#Security

RFC 9849: TLS Encrypted Client Hello

Startups Reporter
3 min read

A new TLS extension that encrypts the ClientHello message to protect sensitive information like the Server Name Indication (SNI) from network observers.

The Internet Engineering Task Force has published RFC 9849, standardizing the Encrypted Client Hello (ECH) extension for TLS 1.3 and DTLS 1.3. This mechanism allows clients to encrypt their ClientHello messages using a server's public key, protecting sensitive information like the Server Name Indication (SNI) from network observers.

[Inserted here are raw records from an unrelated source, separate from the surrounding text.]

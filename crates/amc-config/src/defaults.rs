//! Fallback values applied when an `AMC_*` variable is unset.
//!
//! # Design
//! - Keep every default in one place so the CLI help text and the loader agree.
//! - Request timeout is explicit; the transport default is never relied on.

/// Base URL of the REST API.
pub const DEFAULT_API_URL: &str = "http://127.0.0.1:8080";
/// Rows per list page.
pub const DEFAULT_PAGE_SIZE: u32 = 10;
/// Quiet period before a filter change triggers a list fetch.
pub const DEFAULT_DEBOUNCE_MS: u64 = 500;
/// Per-request timeout.
pub const DEFAULT_TIMEOUT_SECS: u64 = 30;
/// Log level used when neither `RUST_LOG` nor `AMC_LOG_LEVEL` is set.
pub const DEFAULT_LOG_LEVEL: &str = "info";

/// Largest accepted page size.
pub(crate) const MAX_PAGE_SIZE: u32 = 100;
/// Largest accepted debounce window.
pub(crate) const MAX_DEBOUNCE_MS: u64 = 10_000;
/// Largest accepted request timeout.
pub(crate) const MAX_TIMEOUT_SECS: u64 = 300;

The SNI extension, which reveals the target domain for a connection, has long been a privacy concern in TLS. While TLS 1.3 encrypts most of the handshake, the plaintext SNI remains visible to anyone monitoring the network. ECH addresses this by allowing clients to send an encrypted version of their ClientHello that only the intended server can decrypt.

How ECH Works

ECH operates in two modes:

  • Shared Mode: The client-facing server is also the origin server for all domains it hosts
  • Split Mode: The client-facing server acts as a proxy, forwarding the decrypted ClientHello to the actual backend server

To use ECH, a client first obtains an ECH configuration from DNS records. This configuration contains:

  • An HPKE public key for encrypting the ClientHello
  • Metadata including the maximum server name length and public server name
  • Supported cipher suites

When connecting, the client creates two ClientHello messages:

  1. ClientHelloInner: The real ClientHello with sensitive information
  2. ClientHelloOuter: A public ClientHello containing the encrypted ClientHelloInner

The server then attempts to decrypt the extension. If successful, it forwards the decrypted ClientHelloInner to the backend server. If decryption fails, the server rejects ECH and proceeds with the plaintext ClientHelloOuter.

Privacy Benefits

ECH provides several privacy improvements:

  • Handshake Privacy: Connections to servers within the same anonymity set become indistinguishable
  • Downgrade Resistance: Attackers cannot force a connection to fall back to unencrypted ClientHello
  • SNI Protection: The server name and other sensitive extensions are encrypted

The anonymity set is determined by how the client-facing server configures its ECH keys. Servers should use the same ECH configuration for as many server names as possible to maximize the anonymity set size.

Deployment Considerations

ECH requires coordination between clients, client-facing servers, and backend servers. During deployment:

  • Servers must support ECH before advertising it in DNS
  • ECH configurations should be retained for their validity period to handle caching
  • A retry mechanism allows clients to recover from misconfigurations

When ECH is rejected, clients authenticate the connection using the public name from the ECH configuration rather than the SNI. This ensures the client is talking to the expected client-facing server, though the connection isn't usable for application data.

Security Features

The specification includes several security mechanisms:

  • Configuration Identifiers: Help servers quickly identify which ECH key to use
  • Padding: Prevents length-based attacks by padding ClientHelloInner to multiples of 32 bytes
  • GREASE Support: Allows clients to send dummy ECH extensions to avoid standing out
  • Trial Decryption: Servers can attempt decryption with multiple keys when configuration IDs are ignored

Active Attack Mitigations

ECH defends against several active attacks:

  • Client Reaction Attacks: Prevents attackers from learning the SNI by observing client behavior
  • HelloRetryRequest Hijacking: Ensures the same HPKE context is used for both ClientHello messages
  • ClientHello Malleability: Authenticates all inputs to prevent parameter manipulation
  • Packet Amplification: Requires linear-time processing and prevents duplicate extension references

IANA Considerations

The RFC registers several new values:

  • encrypted_client_hello extension (0xfe0d)
  • ech_outer_extensions extension (0xfd00)
  • ech_required alert (121)
  • A new ECH Configuration Extension registry

Looking Forward

ECH represents a significant step forward in TLS privacy. By encrypting the ClientHello, it closes a long-standing privacy gap in TLS 1.3. The specification is designed to be deployable incrementally, with a fallback mechanism for when ECH isn't supported.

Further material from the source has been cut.